Hundreds pressure Austin City Council to go further in police budget cuts

Austin City Hall was one of several downtown buildings to be vandalized during May's protests. (Christopher Neely/Community Impact Newspaper)
Austin City Hall was one of several downtown buildings to be vandalized during May's protests. (Christopher Neely/Community Impact Newspaper)

Austin City Hall was one of several downtown buildings to be vandalized during May's protests. (Christopher Neely/Community Impact Newspaper)

After almost two months of calling for a significant slash to the local police budget, Austinites by the hundreds called City Council on July 23 to voice frustration over the minimal reductions to the budget proposed by City Manager Spencer Cronk, pushing the elected officials to go further in meeting their demands.

The virtual public hearing afforded the community its first opportunity to weigh in on the proposed fiscal year 2020-21 budget since Cronk published his 900-page proposal on July 13. Many members of the public took aim at Cronk for what they considered to be a milquetoast approach to budget reform. Over the more than 12 hours of testimony, Austinites called for Cronk and police Chief Brian Manley’s firing and threatened to vote City Council members out if significant budget changes are not accomplished.

After forecasting in the spring a police budget of $445.6 million, Cronk proposed a $434.3 million allocation. Although it was an $11.3 million, or 2.5% cut, from the forecast, Cronk’s proposal represented less than a $200,000 reduction year over year.

Since the May 25 death of George Floyd at the hands of Minneapolis police jolted the country into a reckoning over police brutality and institutional racism, activists across the country have called for governments to “defund the police.” Locally, advocates have pushed for a $100 million slash to the Austin Police Department budget, almost 25% of the department’s fiscal year 2019-20 allocation. On July 23, speakers pushed further, calling for a 50% cut to the police budget.

All City Council members have publicly committed to a “transformational change” in local policing but have had mixed reactions to the calls for such a dramatic cut.

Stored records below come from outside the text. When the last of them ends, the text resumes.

use std::path::PathBuf;

pub type Result<T> = std::result::Result<T, ProjectionError>;

/// Errors raised by the projection pipeline.
///
/// Everything except `Config` and `Discovery` is scoped to a single file (or a
/// single angle of a file) and ends up in the batch report instead of aborting
/// the run.
#[derive(Debug, thiserror::Error)]
pub enum ProjectionError {
    #[error("failed to decode {path:?}: {source}")]
    Decode {
        path: PathBuf,
        #[source]
        source: Box<dyn std::error::Error + Send + Sync>,
    },

    #[error("point cloud {path:?} has no points")]
    EmptyInput { path: PathBuf },

    #[error("projected extent is degenerate ({width} x {height})")]
    DegenerateExtent { width: f64, height: f64 },

    #[error("failed to encode raster: {0}")]
    Encode(String),

    #[error("failed to write {path:?}: {source}")]
    Write {
        path: PathBuf,
        #[source]
        source: std::io::Error,
    },

    #[error("invalid configuration: {0}")]
    Config(String),

    #[error("{0}")]
    Discovery(String),
}

impl ProjectionError {
    /// Name used for this error in batch reports.
    pub fn kind(&self) -> &'static str {
        match self {
            Self::Decode { .. } => "DecodeError",
            Self::EmptyInput { .. } => "EmptyInputError",
            Self::DegenerateExtent { .. } => "DegenerateExtentError",
            Self::Encode(_) => "EncodeError",
            Self::Write { .. } => "WriteError",
            Self::Config(_) => "ConfigError",
            Self::Discovery(_) => "DiscoveryError",
        }
    }

    pub fn decode<E>(path: impl Into<PathBuf>, source: E) -> Self
    where
        E: Into<Box<dyn std::error::Error + Send + Sync>>,
    {
        Self::Decode {
            path: path.into(),
            source: source.into(),
        }
    }
}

District 6 City Council Member Jimmy Flannigan wrote on Twitter that council members would be laying out “more concrete proposals” in the coming days.


Weeks ahead of publishing his proposal, Cronk said although he heard the calls from the community to cut the police allocation, the city was too late into the months-long budget process to make such dramatic changes. City Council members have committed to proposing significant budget amendments ahead of their vote to adopt the fiscal year 2020-21 financing plan in mid-August.

“Over the last few months, we have seen a national reckoning with racist institutions, including the deep legacy of racism here in so many parts of Austin, especially in the criminal legal system,” said Bob Libal, a District 7 resident and former director of local advocacy group Grassroots Leadership. “This is not a time to acquiesce to the way things have always been. It is time to say, unequivocally, that Black lives matter and to back that phrase through the moral document that is our city budget.”

Many of the speakers called in with the same message, calling the current budget proposal “unacceptable” and saying they stood with local advocate groups Communities of Color United and Grassroots Leadership in calling for a budget cut between $100 million and 50%, or roughly $220 million, and reallocate the funds into homelessness, health care and housing programs. Many speakers signed off from their calls by saying “Black lives matter.”

Calls to defund the police department represented a large majority of the July 23 public testimony, but it was not unanimous.

“The calls for defunding the police by $100 million or $200 million ... I can’t understand that,” District 4 resident Dakota Haines told City Council. “If you think decreasing the [police] budget by 50%, if you think that’s a good solution, I really don’t know how much common sense you have. That’s laughable.”